Records excerpted from a collection:
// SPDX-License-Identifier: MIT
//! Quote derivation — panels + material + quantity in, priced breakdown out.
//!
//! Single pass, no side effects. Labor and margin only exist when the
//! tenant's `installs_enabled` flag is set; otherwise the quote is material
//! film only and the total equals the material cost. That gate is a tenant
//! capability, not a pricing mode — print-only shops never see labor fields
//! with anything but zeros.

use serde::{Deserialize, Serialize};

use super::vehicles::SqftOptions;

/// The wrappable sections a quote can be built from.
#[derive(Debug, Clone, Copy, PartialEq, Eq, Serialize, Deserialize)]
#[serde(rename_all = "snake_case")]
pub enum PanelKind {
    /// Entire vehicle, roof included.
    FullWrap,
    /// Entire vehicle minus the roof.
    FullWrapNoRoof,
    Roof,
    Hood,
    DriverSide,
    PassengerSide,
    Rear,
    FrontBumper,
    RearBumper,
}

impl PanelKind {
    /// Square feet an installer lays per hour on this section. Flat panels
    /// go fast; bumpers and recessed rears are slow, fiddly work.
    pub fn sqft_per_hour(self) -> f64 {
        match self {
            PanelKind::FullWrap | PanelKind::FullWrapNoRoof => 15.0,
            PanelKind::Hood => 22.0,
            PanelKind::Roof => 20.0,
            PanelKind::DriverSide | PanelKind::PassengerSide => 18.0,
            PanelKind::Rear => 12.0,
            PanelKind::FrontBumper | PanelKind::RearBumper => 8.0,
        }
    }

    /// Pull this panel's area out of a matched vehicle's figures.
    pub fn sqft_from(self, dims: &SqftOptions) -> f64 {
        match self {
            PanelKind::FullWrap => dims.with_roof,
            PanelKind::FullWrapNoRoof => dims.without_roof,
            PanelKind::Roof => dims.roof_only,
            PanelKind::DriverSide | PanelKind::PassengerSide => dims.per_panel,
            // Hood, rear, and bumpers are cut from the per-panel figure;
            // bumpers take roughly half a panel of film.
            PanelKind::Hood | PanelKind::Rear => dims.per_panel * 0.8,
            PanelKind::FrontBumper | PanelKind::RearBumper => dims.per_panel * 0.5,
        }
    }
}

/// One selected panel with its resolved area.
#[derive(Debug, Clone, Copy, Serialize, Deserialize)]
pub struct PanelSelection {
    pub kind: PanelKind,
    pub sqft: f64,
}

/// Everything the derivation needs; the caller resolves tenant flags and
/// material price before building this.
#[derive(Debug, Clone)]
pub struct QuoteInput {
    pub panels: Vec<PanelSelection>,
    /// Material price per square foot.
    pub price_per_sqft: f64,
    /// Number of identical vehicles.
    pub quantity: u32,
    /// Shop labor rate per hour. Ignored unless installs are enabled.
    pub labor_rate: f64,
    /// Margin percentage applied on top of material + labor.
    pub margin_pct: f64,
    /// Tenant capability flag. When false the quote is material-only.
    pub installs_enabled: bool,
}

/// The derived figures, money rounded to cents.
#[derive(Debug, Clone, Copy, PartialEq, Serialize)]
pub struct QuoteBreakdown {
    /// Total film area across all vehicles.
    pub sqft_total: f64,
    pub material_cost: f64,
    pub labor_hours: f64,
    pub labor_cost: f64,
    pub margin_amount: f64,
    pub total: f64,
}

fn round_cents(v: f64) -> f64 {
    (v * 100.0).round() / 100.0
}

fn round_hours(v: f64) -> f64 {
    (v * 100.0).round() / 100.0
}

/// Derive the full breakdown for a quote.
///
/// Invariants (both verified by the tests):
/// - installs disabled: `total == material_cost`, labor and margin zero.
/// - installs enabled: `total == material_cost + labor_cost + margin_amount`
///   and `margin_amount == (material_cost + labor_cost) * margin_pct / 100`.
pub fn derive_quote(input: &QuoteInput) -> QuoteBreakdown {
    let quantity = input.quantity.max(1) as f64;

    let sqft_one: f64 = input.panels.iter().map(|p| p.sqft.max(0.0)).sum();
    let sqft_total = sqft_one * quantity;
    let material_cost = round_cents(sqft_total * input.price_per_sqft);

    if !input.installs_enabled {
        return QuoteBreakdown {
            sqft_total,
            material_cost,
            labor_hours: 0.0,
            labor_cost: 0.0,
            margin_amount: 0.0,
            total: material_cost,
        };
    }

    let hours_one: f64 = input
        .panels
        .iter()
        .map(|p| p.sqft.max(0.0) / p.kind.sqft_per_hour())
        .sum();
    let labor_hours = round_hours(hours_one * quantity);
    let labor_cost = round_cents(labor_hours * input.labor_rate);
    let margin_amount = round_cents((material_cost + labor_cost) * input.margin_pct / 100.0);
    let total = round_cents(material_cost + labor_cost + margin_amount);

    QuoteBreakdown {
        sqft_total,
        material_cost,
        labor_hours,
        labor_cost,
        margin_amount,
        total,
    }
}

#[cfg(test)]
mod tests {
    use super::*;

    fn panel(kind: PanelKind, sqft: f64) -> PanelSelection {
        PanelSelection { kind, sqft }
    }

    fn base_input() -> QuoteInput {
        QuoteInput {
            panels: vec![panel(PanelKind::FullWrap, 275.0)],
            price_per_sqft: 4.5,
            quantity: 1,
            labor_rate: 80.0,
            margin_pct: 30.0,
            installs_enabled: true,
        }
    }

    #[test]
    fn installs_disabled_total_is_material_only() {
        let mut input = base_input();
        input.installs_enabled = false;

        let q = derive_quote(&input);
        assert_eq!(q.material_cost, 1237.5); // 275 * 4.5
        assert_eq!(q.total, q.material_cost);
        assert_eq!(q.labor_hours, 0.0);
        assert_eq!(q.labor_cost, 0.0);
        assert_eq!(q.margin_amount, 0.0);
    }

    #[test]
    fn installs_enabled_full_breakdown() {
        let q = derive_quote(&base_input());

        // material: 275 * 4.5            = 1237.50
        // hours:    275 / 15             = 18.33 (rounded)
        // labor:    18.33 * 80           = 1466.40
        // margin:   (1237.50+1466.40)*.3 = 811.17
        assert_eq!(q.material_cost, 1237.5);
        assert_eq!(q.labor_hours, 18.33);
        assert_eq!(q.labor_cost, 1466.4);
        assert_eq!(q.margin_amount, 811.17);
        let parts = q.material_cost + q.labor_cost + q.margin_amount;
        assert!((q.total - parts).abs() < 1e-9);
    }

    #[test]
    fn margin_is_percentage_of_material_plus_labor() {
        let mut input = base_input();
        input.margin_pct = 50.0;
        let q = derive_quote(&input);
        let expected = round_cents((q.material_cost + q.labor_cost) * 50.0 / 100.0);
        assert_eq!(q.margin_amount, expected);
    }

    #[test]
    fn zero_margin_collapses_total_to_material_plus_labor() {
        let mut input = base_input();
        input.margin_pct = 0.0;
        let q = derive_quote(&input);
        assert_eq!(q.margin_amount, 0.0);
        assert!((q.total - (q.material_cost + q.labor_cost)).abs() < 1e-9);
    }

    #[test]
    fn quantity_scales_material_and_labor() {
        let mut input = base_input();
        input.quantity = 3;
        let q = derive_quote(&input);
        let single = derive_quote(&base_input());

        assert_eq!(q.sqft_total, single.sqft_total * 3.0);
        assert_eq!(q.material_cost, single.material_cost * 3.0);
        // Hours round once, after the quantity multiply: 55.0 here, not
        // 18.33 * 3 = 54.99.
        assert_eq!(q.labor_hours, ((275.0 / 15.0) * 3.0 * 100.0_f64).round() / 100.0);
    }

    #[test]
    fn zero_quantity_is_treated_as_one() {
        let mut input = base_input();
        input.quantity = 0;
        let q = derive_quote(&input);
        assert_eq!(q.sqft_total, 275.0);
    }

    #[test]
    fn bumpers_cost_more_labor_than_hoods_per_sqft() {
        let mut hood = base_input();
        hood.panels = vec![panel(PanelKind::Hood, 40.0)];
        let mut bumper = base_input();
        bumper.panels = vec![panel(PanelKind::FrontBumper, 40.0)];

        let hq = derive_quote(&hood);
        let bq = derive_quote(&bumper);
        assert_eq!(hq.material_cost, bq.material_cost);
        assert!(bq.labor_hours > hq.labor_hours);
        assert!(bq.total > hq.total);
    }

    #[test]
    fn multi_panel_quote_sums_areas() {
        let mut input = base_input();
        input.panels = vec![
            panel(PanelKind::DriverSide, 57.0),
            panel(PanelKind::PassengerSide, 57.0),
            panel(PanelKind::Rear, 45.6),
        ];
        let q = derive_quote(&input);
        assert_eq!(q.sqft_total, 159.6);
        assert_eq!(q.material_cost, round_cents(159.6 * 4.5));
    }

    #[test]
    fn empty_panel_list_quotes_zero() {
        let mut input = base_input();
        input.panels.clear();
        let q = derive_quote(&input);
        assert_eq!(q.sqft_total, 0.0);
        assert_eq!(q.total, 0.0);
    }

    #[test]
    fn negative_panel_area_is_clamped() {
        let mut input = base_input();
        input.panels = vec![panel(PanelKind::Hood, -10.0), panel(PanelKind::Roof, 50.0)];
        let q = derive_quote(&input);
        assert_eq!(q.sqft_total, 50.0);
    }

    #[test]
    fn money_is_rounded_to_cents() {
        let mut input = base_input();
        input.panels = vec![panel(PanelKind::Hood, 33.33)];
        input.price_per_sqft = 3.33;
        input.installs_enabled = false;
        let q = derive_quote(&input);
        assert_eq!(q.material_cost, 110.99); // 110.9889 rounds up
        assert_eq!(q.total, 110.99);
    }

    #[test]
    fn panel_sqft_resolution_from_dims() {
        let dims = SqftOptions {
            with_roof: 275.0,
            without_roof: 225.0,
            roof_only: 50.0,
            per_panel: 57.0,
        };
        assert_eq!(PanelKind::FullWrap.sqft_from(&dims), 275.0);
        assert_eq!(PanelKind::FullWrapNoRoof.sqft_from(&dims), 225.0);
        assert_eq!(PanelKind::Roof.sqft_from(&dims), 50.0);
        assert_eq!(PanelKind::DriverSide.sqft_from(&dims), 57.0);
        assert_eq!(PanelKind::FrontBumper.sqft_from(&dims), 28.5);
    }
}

# Problem to work on:
From the opening line of the data above through the line that contains "use super::vehicles::SqftOptions;", please print each line as it stands and only those lines.

# Output:
// SPDX-License-Identifier: MIT
//! Quote derivation — panels + material + quantity in, priced breakdown out.
//!
//! Single pass, no side effects. Labor and margin only exist when the
//! tenant's `installs_enabled` flag is set; otherwise the quote is material
//! film only and the total equals the material cost. That gate is a tenant
//! capability, not a pricing mode — print-only shops never see labor fields
//! with anything but zeros.

use serde::{Deserialize, Serialize};

use super::vehicles::SqftOptions;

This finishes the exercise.